**Exercise brief:**
What is the count of lines in the material below that hold "PointerEvent"? Answer with only that number.

**Records shown:**
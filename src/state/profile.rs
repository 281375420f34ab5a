//! Profile pages: progress (own or another user's), friends and account settings.

use std::collections::BTreeSet;

use crate::model::{AccountSettings, ProfileData, UserId, UserRef};
use crate::protocol::{ClientEvent, Reply, ServerEvent};
use crate::state::Controller;

#[derive(Clone, Debug, PartialEq, Eq)]
pub enum ProfileTab {
    /// `None` is the signed-in user's own progress.
    Progress(Option<String>),
    Friends,
    Settings,
}

/// Editable copy of the account settings. Passwords are never prefilled.
#[derive(Clone, Debug, Default, PartialEq, Eq)]
pub struct SettingsDraft {
    pub username: String,
    pub email: String,
    pub password: String,
    pub c_password: String,
    pub reminder: bool,
    pub info: bool,
    pub promo: bool,
}

impl From<&AccountSettings> for SettingsDraft {
    fn from(current: &AccountSettings) -> Self {
        Self {
            username: current.username.clone(),
            email: current.email.clone(),
            reminder: current.remind,
            info: current.info,
            promo: current.promo,
            ..Self::default()
        }
    }
}

#[derive(Clone, Debug)]
pub struct ProfilePage {
    tab: ProfileTab,
    data: Option<ProfileData>,
    found: Vec<UserRef>,
    requested: BTreeSet<UserId>,
    settings: Option<AccountSettings>,
    errors: Vec<String>,
}

impl ProfilePage {
    pub fn new(tab: ProfileTab) -> Self {
        Self {
            tab,
            data: None,
            found: Vec::new(),
            requested: BTreeSet::new(),
            settings: None,
            errors: Vec::new(),
        }
    }

    pub fn tab(&self) -> &ProfileTab {
        &self.tab
    }

    pub fn data(&self) -> Option<&ProfileData> {
        self.data.as_ref()
    }

    pub fn found_users(&self) -> &[UserRef] {
        &self.found
    }

    pub fn already_requested(&self, user: UserId) -> bool {
        self.requested.contains(&user)
    }

    pub fn settings(&self) -> Option<&AccountSettings> {
        self.settings.as_ref()
    }

    pub fn errors(&self) -> &[String] {
        &self.errors
    }

    /// Whose progress is shown, for the page heading.
    pub fn viewing(&self) -> Option<&str> {
        match &self.tab {
            ProfileTab::Progress(other) => other.as_deref(),
            _ => None,
        }
    }

    pub fn look_for(&mut self, name: &str) -> Vec<Reply> {
        let name = name.trim();
        if name.is_empty() {
            self.found.clear();
            return Vec::new();
        }
        vec![Reply::send(ClientEvent::LookFor { name: name.to_owned() })]
    }

    pub fn request_user(&mut self, user: UserId) -> Vec<Reply> {
        if !self.requested.insert(user) {
            return Vec::new();
        }
        vec![Reply::send(ClientEvent::RequestUser { user_id: user })]
    }

    /// The server does not answer accept/reject, so the friend lists are refetched.
    pub fn accept(&mut self, user: UserId) -> Vec<Reply> {
        vec![Reply::send(ClientEvent::Accept { user_id: user }), Self::refresh()]
    }

    pub fn reject(&mut self, user: UserId) -> Vec<Reply> {
        vec![Reply::send(ClientEvent::Reject { user_id: user }), Self::refresh()]
    }

    pub fn view_other_profile(&self, username: &str) -> Vec<Reply> {
        vec![Reply::send(ClientEvent::ViewOtherProfile { other_username: username.to_owned() })]
    }

    pub fn save_settings(&mut self, draft: SettingsDraft) -> Vec<Reply> {
        self.errors.clear();
        vec![Reply::send(ClientEvent::SettingsChange {
            username: draft.username,
            email: draft.email,
            password: draft.password,
            c_password: draft.c_password,
            reminder: draft.reminder,
            info: draft.info,
            promo: draft.promo,
        })]
    }

    fn refresh() -> Reply {
        Reply::send(ClientEvent::GetProfileData { other_username: None })
    }
}

impl Controller for ProfilePage {
    fn on_open(&mut self) -> Vec<Reply> {
        let request = match &self.tab {
            ProfileTab::Progress(other) => ClientEvent::GetProfileData { other_username: other.clone() },
            ProfileTab::Friends => ClientEvent::GetProfileData { other_username: None },
            ProfileTab::Settings => ClientEvent::GetSettings,
        };
        vec![Reply::send(request)]
    }

    fn on_event(&mut self, event: ServerEvent) -> Vec<Reply> {
        match event {
            ServerEvent::UserData(data) => self.data = Some(data),
            ServerEvent::FoundUsers { people } => self.found = people,
            ServerEvent::CurrentSettings(settings) => self.settings = Some(settings),
            ServerEvent::ChangeErrors { errors } => self.errors = errors,
            _ => {}
        }
        Vec::new()
    }
}
use crate::channel::use_controller;
use crate::state::Leaderboard;
use yew::prelude::*;

#[function_component]
pub fn HomeView() -> Html {
    let board = use_controller(Leaderboard::new);
    let b = board.borrow();
    html! {
        <div style="display:flex; flex-direction:column; gap:12px; padding:16px; max-width:420px;">
            <h2 style="margin:0;">{"Leaderboard"}</h2>
            <table style="border-collapse:collapse;">
                { for b.rows().iter().map(|row| html! {
                    <tr>
                        <td style="padding:4px 8px; color:#8b949e;">{ format!("#{}", row.rank) }</td>
                        <td style="padding:4px 8px;">{ row.username.clone() }</td>
                        <td style="padding:4px 8px; text-align:right;">{ row.points }</td>
                    </tr>
                }) }
            </table>
        </div>
    }
}
//! Browser client for a kana learning site: drawing challenges against the server's
//! classifier, two-player drawing rooms, a matching game, chat, lessons and profiles.
//!
//! Page logic lives in [`state`] and is plain Rust; [`components`] renders it with yew
//! and [`channel`] carries events to and from the server.

pub mod channel;
pub mod components;
pub mod config;
pub mod error;
pub mod model;
pub mod protocol;
pub mod route;
pub mod state;
pub mod surface;
pub mod util;
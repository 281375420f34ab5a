use crate::surface::{CanvasSurface, DrawSurface, Point, CANVAS_COLOUR};
use yew::prelude::*;

pub const PAD_SIZE: u32 = 400;

#[derive(Clone, Copy, Debug, PartialEq)]
pub enum PadInput {
    Down(Point),
    Move(Point),
    Up,
}

#[derive(Properties, PartialEq, Clone)]
pub struct DrawingPadProps {
    /// Shared with the page so it can build a surface for the controller.
    pub canvas: NodeRef,
    /// Any change wipes the canvas.
    pub epoch: u32,
    #[prop_or_default]
    pub background: Option<&'static str>,
    pub on_input: Callback<PadInput>,
}

#[function_component]
pub fn DrawingPad(props: &DrawingPadProps) -> Html {
    {
        let canvas = props.canvas.clone();
        use_effect_with(props.epoch, move |_| {
            if let Some(surface) = CanvasSurface::from_node(&canvas) {
                surface.clear();
            }
            || ()
        });
    }

    let to_point = {
        let canvas = props.canvas.clone();
        move |e: &PointerEvent| {
            CanvasSurface::from_node(&canvas)
                .map(|s| s.to_canvas_point(e.client_x() as f64, e.client_y() as f64))
        }
    };
    let on_down = {
        let cb = props.on_input.clone();
        let to_point = to_point.clone();
        Callback::from(move |e: PointerEvent| {
            e.prevent_default();
            if let Some(p) = to_point(&e) {
                cb.emit(PadInput::Down(p));
            }
        })
    };
    let on_move = {
        let cb = props.on_input.clone();
        Callback::from(move |e: PointerEvent| {
            if let Some(p) = to_point(&e) {
                cb.emit(PadInput::Move(p));
            }
        })
    };
    let on_up = {
        let cb = props.on_input.clone();
        Callback::from(move |_e: PointerEvent| cb.emit(PadInput::Up))
    };

    let bg = props.background.unwrap_or(CANVAS_COLOUR);
    html! {
        <canvas
            ref={props.canvas.clone()}
            width={PAD_SIZE.to_string()}
            height={PAD_SIZE.to_string()}
            style={format!("background:{bg}; border:1px solid #30363d; border-radius:8px; touch-action:none; width:100%; max-width:{PAD_SIZE}px;")}
            onpointerdown={on_down}
            onpointermove={on_move}
            onpointerup={on_up.clone()}
            onpointerleave={on_up}
        />
    }
}

#[derive(Properties, PartialEq, Clone)]
pub struct PeerCanvasProps {
    pub image: Option<String>,
    pub visible: bool,
    pub epoch: u32,
    #[prop_or_default]
    pub background: Option<&'static str>,
}

/// Read-only canvas showing the other player's drawing.
#[function_component]
pub fn PeerCanvas(props: &PeerCanvasProps) -> Html {
    let canvas = use_node_ref();
    {
        let canvas = canvas.clone();
        let deps = (props.image.clone(), props.visible, props.epoch);
        use_effect_with(deps, move |(image, visible, _)| {
            if let Some(surface) = CanvasSurface::from_node(&canvas) {
                surface.clear();
                if let (true, Some(url)) = (*visible, image) {
                    surface.draw_image_url(url);
                }
            }
            || ()
        });
    }
    let bg = props.background.unwrap_or(CANVAS_COLOUR);
    html! {
        <canvas
            ref={canvas}
            width={PAD_SIZE.to_string()}
            height={PAD_SIZE.to_string()}
            style={format!("background:{bg}; border:1px solid #30363d; border-radius:8px; width:100%; max-width:{PAD_SIZE}px;")}
        />
    }
}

**Output:**
4